Nigel Amon - Cubisme Africain

Nigel Amon   -   Cubisme Africain

30 de dez. de 2021

A incansável jornada de Bolsonaro para cooptar as Forças Armadas – e o que esperar disso

O ministro da Defesa, general Fernando Azevedo e Silva, leu a mensagem de WhatsApp na manhã de sábado, 27 de março passado: o presidente Jair Bolsonaro insistia que o comandante do Exército, o general Edson Pujol, fosse demitido imediatamente. O presidente estava irritado com o silêncio do general. Queria que ele tivesse feito um pronunciamento público contra as tentativas dos governadores de decretarem lockdowns para combater o avanço da pandemia. A última vez que um presidente da República pediu a cabeça do comandante do Exército foi em 1977, no governo militar de Ernesto Geisel. O general Azevedo e Silva, que ocupava o cargo de ministro desde o início do governo, leu a mensagem de Bolsonaro em seu celular, mas manteve sua posição: não demitiria Pujol.

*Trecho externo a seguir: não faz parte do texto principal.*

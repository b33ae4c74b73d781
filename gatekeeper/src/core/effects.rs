//! State changes implied by an allowed event.
//!
//! Planning is pure: the enforcer persists the planned session and applies the
//! task change through the store.

use crate::core::event::{Event, EventPayload, ToolInput};
use crate::core::phase;
use crate::core::session::SessionState;
use crate::core::task::TaskNode;
use crate::core::types::TaskStatus;

/// Agent whose run resets the compliance counter.
pub const CUSTODIET_AGENT: &str = "custodiet";
/// Agent whose `APPROVED` output opens the critic gate.
pub const CRITIC_AGENT: &str = "critic";

/// Versioned status change to apply to one task.
#[derive(Debug, Clone, PartialEq, Eq)]
pub struct TaskChange {
    pub task_id: String,
    pub from: TaskStatus,
    pub to: TaskStatus,
}

#[derive(Debug, Clone, PartialEq, Eq)]
pub struct EffectPlan {
    pub session: SessionState,
    pub task_change: Option<TaskChange>,
}

/// Compute the next session state and any task change for `event`.
///
/// `subject` is the task the event refers to, as read before evaluation.
pub fn plan(event: &Event, current: &SessionState, subject: Option<&TaskNode>) -> EffectPlan {
    let mut session = current.clone();
    session.phase = phase::advance(current.phase, phase::effect_of(&event.payload));
    session.updated_at = event.timestamp.max(current.updated_at);
    let mut task_change = None;

    match &event.payload {
        EventPayload::HydrationComplete { workflow } => {
            session.hydrated = true;
            if session.workflow.is_none() {
                session.workflow = Some(*workflow);
            }
        }
        EventPayload::TaskBind { task_id } => {
            session.active_task_id = Some(task_id.clone());
            task_change = transition(subject, task_id, TaskStatus::Inbox, TaskStatus::Active);
        }
        EventPayload::TaskUnbind { task_id, completed } => {
            if current.active_task_id.as_deref() == Some(task_id.as_str()) {
                session.active_task_id = None;
                if *completed {
                    task_change =
                        transition(subject, task_id, TaskStatus::Active, TaskStatus::Completed);
                }
            }
        }
        EventPayload::UserPromptSubmit { .. } => {
            // A new prompt is a new plan.
            session.critic_approved = false;
        }
        EventPayload::PostToolUse {
            tool,
            succeeded,
            approved,
        } => {
            if tool.invokes(CUSTODIET_AGENT) {
                session.tool_calls_since_compliance = 0;
            } else {
                session.tool_calls_since_compliance =
                    session.tool_calls_since_compliance.saturating_add(1);
            }
            if *succeeded && *approved && tool.invokes(CRITIC_AGENT) {
                session.critic_approved = true;
            }
            if *succeeded && let ToolInput::Delegate { agent } = &tool.input {
                *session
                    .subagent_invocations
                    .entry(agent.clone())
                    .or_insert(0) += 1;
            }
        }
        _ => {}
    }

    EffectPlan {
        session,
        task_change,
    }
}

fn transition(
    subject: Option<&TaskNode>,
    task_id: &str,
    from: TaskStatus,
    to: TaskStatus,
) -> Option<TaskChange> {
    subject
        .filter(|task| task.id == task_id && task.status == from)
        .map(|_| TaskChange {
            task_id: task_id.to_string(),
            from,
            to,
        })
}
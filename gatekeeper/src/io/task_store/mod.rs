//! Durable task graph store.
//!
//! One record file per task under `<data>/tasks/` is the source of truth. Each
//! task is version-guarded and mutated under its own keyed lock; there is no
//! global lock. Edge insertions additionally share one `_edges` lock so the
//! cycle check and the write cannot interleave with another insertion. The
//! `index.json` cache maps ids to files and is rebuilt by rescanning whenever
//! it is missing or stale, so records may be moved into subdirectories.

pub mod index;
pub mod record;

use std::collections::HashMap;
use std::fs;
use std::path::{Path, PathBuf};
use std::sync::Arc;

use chrono::{DateTime, Utc};
use tracing::{debug, info, warn};

use crate::core::graph;
use crate::core::task::{
    NewTask, TaskNode, TaskPatch, generate_id, id_candidates, is_valid_id, validate_priority,
    validate_title,
};
use crate::core::transitions;
use crate::core::types::{TaskStatus, TaskType};
use crate::error::StoreError;
use crate::io::locks::LockTable;
use crate::io::paths::DataPaths;

use self::index::{TaskIndex, load_index, write_index};
use self::record::{read_record, write_record};

/// Lock keys that cannot collide with task ids (ids start alphanumeric).
const EDGES_LOCK: &str = "_edges";
const INDEX_LOCK: &str = "_index";

#[derive(Debug, Clone, Copy, Default, PartialEq, Eq)]
pub enum ListOrder {
    /// Creation time, then id.
    #[default]
    Insertion,
    /// Priority, then creation time, then id.
    Priority,
}

#[derive(Debug, Clone, Default, PartialEq, Eq)]
pub struct ListFilter {
    pub status: Option<TaskStatus>,
    pub task_type: Option<TaskType>,
    pub parent: Option<String>,
    pub include_archived: bool,
    pub order: ListOrder,
}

Bolsonaro martelou ao longo do fim de semana, enviando diversas outras mensagens ao ministro. Dizia que os lockdowns eram uma violência contra “a liberdade individual” e um atentado à “recuperação econômica”. Queria dar uma demonstração de força e mandar um recado aos governadores de que tinha o apoio dos militares. Mas o general Azevedo tentou explicar que o Exército não poderia e nem dispunha de meios para evitar que os governadores adotassem lockdowns, pois tinham amplo amparo legal para fazê-lo. Nada resolvia o impasse. As mensagens começaram a subir de tom. Com seu perfil conciliador, o general sugeriu que deixassem para conversar pessoalmente, no Palácio do Planalto, na segunda-feira.

A insatisfação de Bolsonaro com Pujol era antiga. No fim de abril do ano passado, durante uma visita ao Centro de Coordenação de Operações de Saúde, do Exército, em Porto Alegre, Bolsonaro estendeu a mão para cumprimentar Pujol, que, em vez de responder com o mesmo gesto, ofereceu-lhe o cotovelo, em respeito às medidas de contenção do vírus. Seria um desencontro banal, como aconteceu a tantas pessoas e tantas vezes na pandemia, mas não para um presidente que sempre fez questão de desprezar as orientações sanitárias. Bolsonaro jamais perdoou o general. O desacerto entre eles só aumentou ao longo dos meses seguintes. Compreendendo a gravidade da pandemia, Pujol se recusava a criticar as medidas de isolamento social em vigor nos estados, o que deixava Bolsonaro ainda mais irritado.

Na tarde de segunda, conforme ficara combinado por WhatsApp, o general Azevedo e Silva entrou no gabinete de Bolsonaro, no terceiro andar do Planalto. Nem foi convidado a sentar-se. “Fernando, quero o seu cargo”, disparou o presidente. O general ficou surpreso, mas não se alterou. “Pois não, presidente, o cargo é seu.” Como compensação ao general, com quem tinha uma amizade antiga, desde a década de 1970 quando cursaram a Academia Militar das Agulhas Negras (Aman), Bolsonaro ofereceu-lhe uma vaga num conselho de alguma estatal no Rio de Janeiro, cidade onde o ex-ministro tem apartamento. Azevedo declinou. O encontro transcorreu em clima frio e, ao final, o general fez um alerta. “Saiba que o senhor não irá colocar as Forças Armadas numa aventura”, disse. “O senhor não vai levar as Forças para a política.”